[Data for the task]:
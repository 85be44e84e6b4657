//! Structured filter search over the record store.
//!
//! Every supplied criterion compiles to one boolean sub-expression and all
//! sub-expressions are ANDed into a single predicate. The count query and the
//! data query share that predicate, so `total` always describes the same row
//! set as the returned page regardless of pagination.

use crate::db::{models::RecipeSummary, tags, DbPool};
use crate::error::{Error, Result};
use serde::{Deserialize, Serialize};
use sqlx::{QueryBuilder, Sqlite};

#[derive(Debug, Clone, Serialize, Deserialize)]
pub struct RecipeFilter {
    /// Free text; matches the recipe-name index or partially matches a tag.
    pub q: String,
    /// Every entry must match (AND semantics).
    pub include_ingredients: Vec<String>,
    /// No entry may match (AND-of-NOT semantics).
    pub exclude_ingredients: Vec<String>,
    /// Exact tag names, all required.
    pub tags: Vec<String>,
    /// Exact category name.
    pub category: String,
    pub cal_min: Option<f64>,
    pub cal_max: Option<f64>,
    /// Nutrient key for the post-filter, e.g. "proteinContent".
    pub nutrient: String,
    pub nutrient_max: Option<f64>,
    pub page: i64,
    pub page_size: i64,
}

impl Default for RecipeFilter {
    fn default() -> Self {
        RecipeFilter {
            q: String::new(),
            include_ingredients: Vec::new(),
            exclude_ingredients: Vec::new(),
            tags: Vec::new(),
            category: String::new(),
            cal_min: None,
            cal_max: None,
            nutrient: String::new(),
            nutrient_max: None,
            page: 1,
            page_size: 20,
        }
    }
}

impl RecipeFilter {
    /// Reject malformed paging before touching the datastore.
    pub fn validate(&self) -> Result<()> {
        if self.page < 1 {
            return Err(Error::Validation("page must be >= 1".to_string()));
        }
        if !(1..=100).contains(&self.page_size) {
            return Err(Error::Validation(
                "page_size must be between 1 and 100".to_string(),
            ));
        }
        Ok(())
    }

    fn has_nutrient_filter(&self) -> bool {
        !self.nutrient.trim().is_empty() && self.nutrient_max.is_some()
    }
}

#[derive(Debug, Clone, Serialize, Deserialize)]
pub struct FilterResults {
    pub recipes: Vec<RecipeSummary>,
    /// Count of rows matching the predicate, before the nutrient post-filter.
    pub total: i64,
    pub page: i64,
    pub page_size: i64,
}

/// Turn a user term into an FTS5 prefix query. Input is user-typed text, so
/// it is reduced to alphanumeric tokens and each token is double-quoted;
/// punctuation like apostrophes, hyphens or parens never reaches the MATCH
/// parser. Prefix matching applies to the last token, so "tomat" matches
/// "tomato". `None` when the term has no indexable characters.
fn fts_prefix(term: &str) -> Option<String> {
    let tokens: Vec<String> = term
        .split(|c: char| !c.is_alphanumeric())
        .filter(|t| !t.is_empty())
        .map(|t| format!("\"{t}\""))
        .collect();

    if tokens.is_empty() {
        return None;
    }

    let mut expr = tokens.join(" ");
    expr.push('*');
    Some(expr)
}

// The single predicate both the count and data queries run against.
fn push_predicate(builder: &mut QueryBuilder<'_, Sqlite>, filter: &RecipeFilter) {
    builder.push(" WHERE 1=1");

    let q = filter.q.trim();
    if !q.is_empty() {
        // Free text is a disjunction: name-index match OR partial tag match,
        // so one search box surfaces "recipes named X" and "recipes tagged X".
        builder.push(" AND (");
        if let Some(expr) = fts_prefix(q) {
            builder.push("r.id IN (SELECT rowid FROM recipes_fts WHERE recipes_fts MATCH ");
            builder.push_bind(expr);
            builder.push(") OR ");
        }
        builder.push(
            "r.id IN (SELECT rt.recipe_id FROM recipe_tags rt \
             JOIN tags t ON rt.tag_id = t.id WHERE t.name LIKE ",
        );
        builder.push_bind(format!("%{q}%"));
        builder.push("))");
    }

    for ing in &filter.include_ingredients {
        let Some(expr) = fts_prefix(ing) else {
            continue;
        };
        builder.push(
            " AND r.id IN (SELECT i.recipe_id FROM ingredients i \
             JOIN ingredients_fts ON ingredients_fts.rowid = i.id \
             WHERE ingredients_fts MATCH ",
        );
        builder.push_bind(expr);
        builder.push(")");
    }

    for ing in &filter.exclude_ingredients {
        let Some(expr) = fts_prefix(ing) else {
            continue;
        };
        builder.push(
            " AND r.id NOT IN (SELECT i.recipe_id FROM ingredients i \
             JOIN ingredients_fts ON ingredients_fts.rowid = i.id \
             WHERE ingredients_fts MATCH ",
        );
        builder.push_bind(expr);
        builder.push(")");
    }

    for tag in &filter.tags {
        if tag.trim().is_empty() {
            continue;
        }
        builder.push(
            " AND r.id IN (SELECT rt.recipe_id FROM recipe_tags rt \
             JOIN tags t ON rt.tag_id = t.id WHERE t.name = ",
        );
        // Tags are stored normalized (lowercase, trimmed)
        builder.push_bind(tag.trim().to_lowercase());
        builder.push(")");
    }

    let category = filter.category.trim();
    if !category.is_empty() {
        builder.push(
            " AND r.id IN (SELECT rc.recipe_id FROM recipe_categories rc \
             JOIN categories c ON rc.category_id = c.id WHERE c.name = ",
        );
        builder.push_bind(category.to_string());
        builder.push(")");
    }

    if let Some(cal_min) = filter.cal_min {
        builder.push(" AND r.calories_numeric >= ");
        builder.push_bind(cal_min);
    }

    if let Some(cal_max) = filter.cal_max {
        builder.push(" AND r.calories_numeric <= ");
        builder.push_bind(cal_max);
    }

    if filter.has_nutrient_filter() {
        // The per-key bound is applied as a post-filter over the page; here
        // we can only require that a nutrient map exists at all.
        builder.push(" AND r.nutrient_values IS NOT NULL");
    }
}

/// Execute a structured filter search: one conjunctive predicate, ordered by
/// name, paginated, with tags attached to each row.
pub async fn search_recipes(pool: &DbPool, filter: &RecipeFilter) -> Result<FilterResults> {
    filter.validate()?;

    let mut count_query = QueryBuilder::new("SELECT COUNT(*) FROM recipes r");
    push_predicate(&mut count_query, filter);
    let total: i64 = count_query.build_query_scalar().fetch_one(pool).await?;

    let mut data_query = QueryBuilder::new(
        "SELECT r.id, r.name, r.url, r.makes, r.calories_raw, r.calories_numeric, \
         r.total_time, r.nutrient_values FROM recipes r",
    );
    push_predicate(&mut data_query, filter);
    data_query.push(" ORDER BY r.name, r.id LIMIT ");
    data_query.push_bind(filter.page_size);
    data_query.push(" OFFSET ");
    data_query.push_bind((filter.page - 1) * filter.page_size);

    let mut recipes: Vec<RecipeSummary> = data_query.build_query_as().fetch_all(pool).await?;

    let recipe_ids: Vec<i64> = recipes.iter().map(|r| r.id).collect();
    let mut tags_map = tags::get_tags_for_recipes(pool, &recipe_ids).await?;
    for recipe in &mut recipes {
        recipe.tags = tags_map.remove(&recipe.id).unwrap_or_default();
    }

    // Nutrient bound applies after pagination; the page may shrink below
    // page_size while `total` keeps describing the predicate. See DESIGN.md.
    if filter.has_nutrient_filter() {
        let key = filter.nutrient.trim();
        let max = filter.nutrient_max.unwrap_or(f64::MAX);
        recipes.retain(|r| matches!(r.nutrient_value(key), Some(v) if v <= max));
    }

    Ok(FilterResults {
        recipes,
        total,
        page: filter.page,
        page_size: filter.page_size,
    })
}

#[cfg(test)]
mod tests {
    use super::*;

    #[test]
    fn test_fts_prefix_quotes_tokens() {
        assert_eq!(fts_prefix("tomat").unwrap(), "\"tomat\"*");
        assert_eq!(fts_prefix("  green peas ").unwrap(), "\"green\" \"peas\"*");
        assert_eq!(fts_prefix("\"garlic\"").unwrap(), "\"garlic\"*");
    }

    #[test]
    fn test_fts_prefix_neutralizes_operator_characters() {
        assert_eq!(fts_prefix("shepherd's pie").unwrap(), "\"shepherd\" \"s\" \"pie\"*");
        assert_eq!(fts_prefix("gluten-free").unwrap(), "\"gluten\" \"free\"*");
        assert_eq!(fts_prefix("rice (easy)").unwrap(), "\"rice\" \"easy\"*");
        assert_eq!(fts_prefix("NOT OR AND").unwrap(), "\"NOT\" \"OR\" \"AND\"*");
        assert_eq!(fts_prefix("?!*"), None);
        assert_eq!(fts_prefix("   "), None);
    }

    #[test]
    fn test_filter_validation() {
        let mut filter = RecipeFilter::default();
        assert!(filter.validate().is_ok());

        filter.page = 0;
        assert!(filter.validate().is_err());

        filter.page = 1;
        filter.page_size = 101;
        assert!(filter.validate().is_err());

        filter.page_size = 0;
        assert!(filter.validate().is_err());
    }
}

[Problem requirements]:
Report how many lines in these entries contain "term". Answer with the number only.

[Result]:
4